The LC is the first brain region damaged in Alzheimer’s disease (AD), due to accumulation of hyper-
phosphorylated tau (p-tau). The consequence of this pathology is greatly under-appreciated since transgenic AD
mouse models do not recapitulate this feature of human disease. Fortunately, the novel TgF344-AD rat model
has significant p-tau accumulation in LC and NA axon loss in hippocampus, permitting detailed studies of LC
and NA system dysfunction on hippocampal synaptic transmission and learning and memory. Clearly, identifying
strategies to prevent p-tau accumulation and LC damage is critical. The post-translational modification, O-
GlcNAcylation, has been shown to do just this through competition with phosphorylation at key serine residues
on p-tau that cause its accumulation. Using brain slice electrophysiology, we reported pathologically heightened
LTP at medial perforant path synapses in dentate gyrus prior to CA1 synapses in both sexes. In recent data, we
find heightened potentiation at medial perforant path synapses following pharmacological activation of ß-ARs.

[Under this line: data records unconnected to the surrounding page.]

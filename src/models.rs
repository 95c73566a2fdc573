//! Data models for voucher analytics.
//!
//! This module contains the voucher records consumed from the clinic API
//! and the summary structures produced by the aggregator.

use chrono::{DateTime, Duration, Utc};
use indexmap::IndexMap;
use serde::{Deserialize, Deserializer, Serialize, Serializer};
use serde_json::Value;
use std::fmt;

/// Identifier of a record as it comes off the wire.
///
/// The list API is not consistent about numeric versus string ids, so both
/// are accepted. Equality is strict: `1` and `"1"` are different ids.
#[derive(Debug, Clone, PartialEq, Eq, Hash, Serialize, Deserialize)]
#[serde(untagged)]
pub enum RecordId {
    Int(i64),
    Text(String),
}

impl fmt::Display for RecordId {
    fn fmt(&self, f: &mut fmt::Formatter<'_>) -> fmt::Result {
        match self {
            RecordId::Int(id) => write!(f, "{}", id),
            RecordId::Text(id) => write!(f, "{}", id),
        }
    }
}

impl From<i64> for RecordId {
    fn from(id: i64) -> Self {
        RecordId::Int(id)
    }
}

impl From<&str> for RecordId {
    fn from(id: &str) -> Self {
        RecordId::Text(id.to_string())
    }
}

/// Kind of promotional instrument a template defines.
#[derive(Debug, Clone, PartialEq, Eq, Hash, Serialize, Deserialize)]
#[serde(from = "String", into = "String")]
pub enum VoucherType {
    Treatment,
    Discount,
    Gift,
    StoredValue,
    Unknown,
    /// Any other type name, kept verbatim.
    Other(String),
}

impl VoucherType {
    /// Bucket key used in by-type statistics.
    pub fn key(&self) -> &str {
        match self {
            VoucherType::Treatment => "treatment",
            VoucherType::Discount => "discount",
            VoucherType::Gift => "gift",
            VoucherType::StoredValue => "stored_value",
            VoucherType::Unknown => "unknown",
            VoucherType::Other(name) => name.as_str(),
        }
    }

    /// Human-readable label for report tables.
    pub fn label(&self) -> &str {
        match self {
            VoucherType::Treatment => "Treatment voucher",
            VoucherType::Discount => "Discount voucher",
            VoucherType::Gift => "Gift card",
            VoucherType::StoredValue => "Stored value card",
            other => other.key(),
        }
    }
}

impl fmt::Display for VoucherType {
    fn fmt(&self, f: &mut fmt::Formatter<'_>) -> fmt::Result {
        write!(f, "{}", self.key())
    }
}

impl From<&str> for VoucherType {
    fn from(s: &str) -> Self {
        match s {
            "treatment" => VoucherType::Treatment,
            "discount" => VoucherType::Discount,
            "gift" => VoucherType::Gift,
            "stored_value" => VoucherType::StoredValue,
            "unknown" => VoucherType::Unknown,
            other => VoucherType::Other(other.to_string()),
        }
    }
}

impl From<String> for VoucherType {
    fn from(s: String) -> Self {
        VoucherType::from(s.as_str())
    }
}

impl From<VoucherType> for String {
    fn from(t: VoucherType) -> Self {
        t.key().to_string()
    }
}

/// Lifecycle status of an issued voucher.
#[derive(Debug, Clone, PartialEq, Eq, Hash, Serialize, Deserialize)]
#[serde(from = "String", into = "String")]
pub enum VoucherStatus {
    Issued,
    Redeemed,
    Expired,
    /// Any other status (cancelled, transferred, ...), kept verbatim.
    Other(String),
}

impl Default for VoucherStatus {
    fn default() -> Self {
        VoucherStatus::Other(String::new())
    }
}

impl From<&str> for VoucherStatus {
    fn from(s: &str) -> Self {
        match s {
            "issued" => VoucherStatus::Issued,
            "redeemed" => VoucherStatus::Redeemed,
            "expired" => VoucherStatus::Expired,
            other => VoucherStatus::Other(other.to_string()),
        }
    }
}

impl From<String> for VoucherStatus {
    fn from(s: String) -> Self {
        VoucherStatus::from(s.as_str())
    }
}

impl From<VoucherStatus> for String {
    fn from(status: VoucherStatus) -> Self {
        match status {
            VoucherStatus::Issued => "issued".to_string(),
            VoucherStatus::Redeemed => "redeemed".to_string(),
            VoucherStatus::Expired => "expired".to_string(),
            VoucherStatus::Other(s) => s,
        }
    }
}

/// A reusable voucher definition.
#[derive(Debug, Clone, PartialEq, Serialize, Deserialize)]
pub struct VoucherTemplate {
    pub id: RecordId,
    #[serde(default)]
    pub name: String,
    /// Missing, null and empty types all read as `None`.
    #[serde(
        rename = "type",
        default,
        deserialize_with = "deserialize_optional_type",
        skip_serializing_if = "Option::is_none"
    )]
    pub voucher_type: Option<VoucherType>,
    /// Face value or percentage; anything non-numeric reads as zero.
    #[serde(default, deserialize_with = "deserialize_lenient_number")]
    pub value: f64,
}

impl VoucherTemplate {
    /// The type bucket this template falls into.
    pub fn type_or_unknown(&self) -> VoucherType {
        self.voucher_type.clone().unwrap_or(VoucherType::Unknown)
    }
}

/// One issued copy of a template, bound to a customer.
#[derive(Debug, Clone, PartialEq, Serialize, Deserialize)]
#[serde(rename_all = "camelCase")]
pub struct VoucherInstance {
    pub id: RecordId,
    #[serde(default)]
    pub template_id: Option<RecordId>,
    #[serde(default)]
    pub customer_id: Option<RecordId>,
    #[serde(default)]
    pub customer_name: Option<String>,
    #[serde(default, deserialize_with = "deserialize_status")]
    pub status: VoucherStatus,
    #[serde(default, skip_serializing_if = "Option::is_none")]
    pub created_at: Option<DateTime<Utc>>,
}

impl VoucherInstance {
    pub fn is_redeemed(&self) -> bool {
        self.status == VoucherStatus::Redeemed
    }

    pub fn is_expired(&self) -> bool {
        self.status == VoucherStatus::Expired
    }
}

/// A point-in-time view of a tenant's vouchers.
#[derive(Debug, Clone, Default, Serialize, Deserialize)]
pub struct Snapshot {
    #[serde(default)]
    pub templates: Vec<VoucherTemplate>,
    #[serde(default)]
    pub instances: Vec<VoucherInstance>,
}

fn deserialize_optional_type<'de, D>(deserializer: D) -> Result<Option<VoucherType>, D::Error>
where
    D: Deserializer<'de>,
{
    let raw: Option<String> = Option::deserialize(deserializer)?;
    Ok(raw.filter(|s| !s.is_empty()).map(VoucherType::from))
}

fn deserialize_status<'de, D>(deserializer: D) -> Result<VoucherStatus, D::Error>
where
    D: Deserializer<'de>,
{
    let raw: Option<String> = Option::deserialize(deserializer)?;
    Ok(raw.map(VoucherStatus::from).unwrap_or_default())
}

fn deserialize_lenient_number<'de, D>(deserializer: D) -> Result<f64, D::Error>
where
    D: Deserializer<'de>,
{
    let raw = Value::deserialize(deserializer)?;
    let number = match raw {
        Value::Number(n) => n.as_f64(),
        Value::String(s) => {
            let trimmed = s.trim();
            if trimmed.is_empty() {
                Some(0.0)
            } else {
                trimmed.parse::<f64>().ok()
            }
        }
        _ => None,
    };

    Ok(number.filter(|n| n.is_finite()).unwrap_or(0.0))
}

/// Time range selector for the instances included in a report.
#[derive(
    Debug, Clone, Copy, PartialEq, Eq, Default, Serialize, Deserialize, clap::ValueEnum,
)]
pub enum TimeWindow {
    #[serde(rename = "7d")]
    #[value(name = "7d")]
    Last7Days,
    #[serde(rename = "30d")]
    #[value(name = "30d")]
    Last30Days,
    #[serde(rename = "90d")]
    #[value(name = "90d")]
    Last90Days,
    #[serde(rename = "365d")]
    #[value(name = "365d")]
    Last365Days,
    #[default]
    #[serde(rename = "all")]
    #[value(name = "all")]
    All,
}

impl TimeWindow {
    /// Length of the window, `None` for all time.
    pub fn duration(&self) -> Option<Duration> {
        match self {
            TimeWindow::Last7Days => Some(Duration::days(7)),
            TimeWindow::Last30Days => Some(Duration::days(30)),
            TimeWindow::Last90Days => Some(Duration::days(90)),
            TimeWindow::Last365Days => Some(Duration::days(365)),
            TimeWindow::All => None,
        }
    }

    pub fn label(&self) -> &'static str {
        match self {
            TimeWindow::Last7Days => "Last 7 days",
            TimeWindow::Last30Days => "Last 30 days",
            TimeWindow::Last90Days => "Last 90 days",
            TimeWindow::Last365Days => "Last 365 days",
            TimeWindow::All => "All time",
        }
    }
}

/// A display percentage with one decimal place.
///
/// `None` means the denominator was zero and renders as a bare `"0"`.
#[derive(Debug, Clone, Copy, PartialEq, Default)]
pub struct Rate(pub Option<f64>);

impl Rate {
    /// Numeric value, zero when undefined.
    pub fn value(&self) -> f64 {
        self.0.unwrap_or(0.0)
    }

    pub fn tier(&self) -> RateTier {
        RateTier::from_percent(self.value())
    }
}

impl fmt::Display for Rate {
    fn fmt(&self, f: &mut fmt::Formatter<'_>) -> fmt::Result {
        match self.0 {
            Some(pct) => write!(f, "{:.1}", round_to_tenth(pct)),
            None => write!(f, "0"),
        }
    }
}

impl Serialize for Rate {
    fn serialize<S: Serializer>(&self, serializer: S) -> Result<S::Ok, S::Error> {
        serializer.collect_str(self)
    }
}

/// Round to one decimal place, halves away from zero.
pub fn round_to_tenth(value: f64) -> f64 {
    (value * 10.0).round() / 10.0
}

/// Coarse classification of a redemption rate for highlighting.
#[derive(Debug, Clone, Copy, PartialEq, Eq, PartialOrd, Ord)]
pub enum RateTier {
    Low,
    Medium,
    High,
}

impl RateTier {
    pub fn from_percent(pct: f64) -> Self {
        if pct >= 70.0 {
            RateTier::High
        } else if pct >= 40.0 {
            RateTier::Medium
        } else {
            RateTier::Low
        }
    }

    pub fn emoji(&self) -> &'static str {
        match self {
            RateTier::High => "🟢",
            RateTier::Medium => "🟡",
            RateTier::Low => "🔴",
        }
    }
}

/// Redemption and expiry rates across all instances.
#[derive(Debug, Clone, Default, PartialEq, Serialize)]
#[serde(rename_all = "camelCase")]
pub struct OverallRates {
    pub total: usize,
    pub redeemed: usize,
    pub expired: usize,
    /// Percentage rounded to one decimal.
    pub redemption_rate: f64,
    /// Percentage rounded to one decimal.
    pub expired_rate: f64,
}

/// Counts and exposure for one voucher type.
#[derive(Debug, Clone, Default, PartialEq, Serialize)]
pub struct TypeStats {
    pub total: usize,
    pub redeemed: usize,
    /// Template face value summed once per issued instance.
    pub value: f64,
}

impl TypeStats {
    /// Whole-number redemption percentage for type tiles.
    pub fn redeemed_percent(&self) -> u32 {
        if self.total == 0 {
            return 0;
        }
        (self.redeemed as f64 / self.total as f64 * 100.0).round() as u32
    }
}

/// By-type statistics keyed by type, in first-seen order.
pub type TypeBreakdown = IndexMap<String, TypeStats>;

/// A template with its issue and redemption counts.
#[derive(Debug, Clone, PartialEq, Serialize)]
#[serde(rename_all = "camelCase")]
pub struct PopularVoucher {
    #[serde(flatten)]
    pub template: VoucherTemplate,
    pub sent_count: usize,
    pub redeemed_count: usize,
    pub redemption_rate: Rate,
}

This upregulation of ß-AR function in the context NA fiber loss likely drives the heightened LTP and masks
deficits in learning and memory early in the disease. The current proposal will test the hypothesis that
hippocampal noradrenergic function in AD is impaired via aberrant excitability of LC-NA cells caused by
progressive p-tau accumulation and through NA denervation, both of which will be worse in ovariectomized
females and protected by O-GlcNAcylation. We will use a combination of electrophysiology in hippocampus and
locus coeruleus, hippocampus-dependent behavior, pharmacology, biochemistry, and O-GlcNAc biology to test
this innovative hypothesis. Outcomes will shed new light on the role of LC damage in AD, and will lay the ground
work for therapeutic strategies targeting the LC and perhaps O-GlcNAcylation.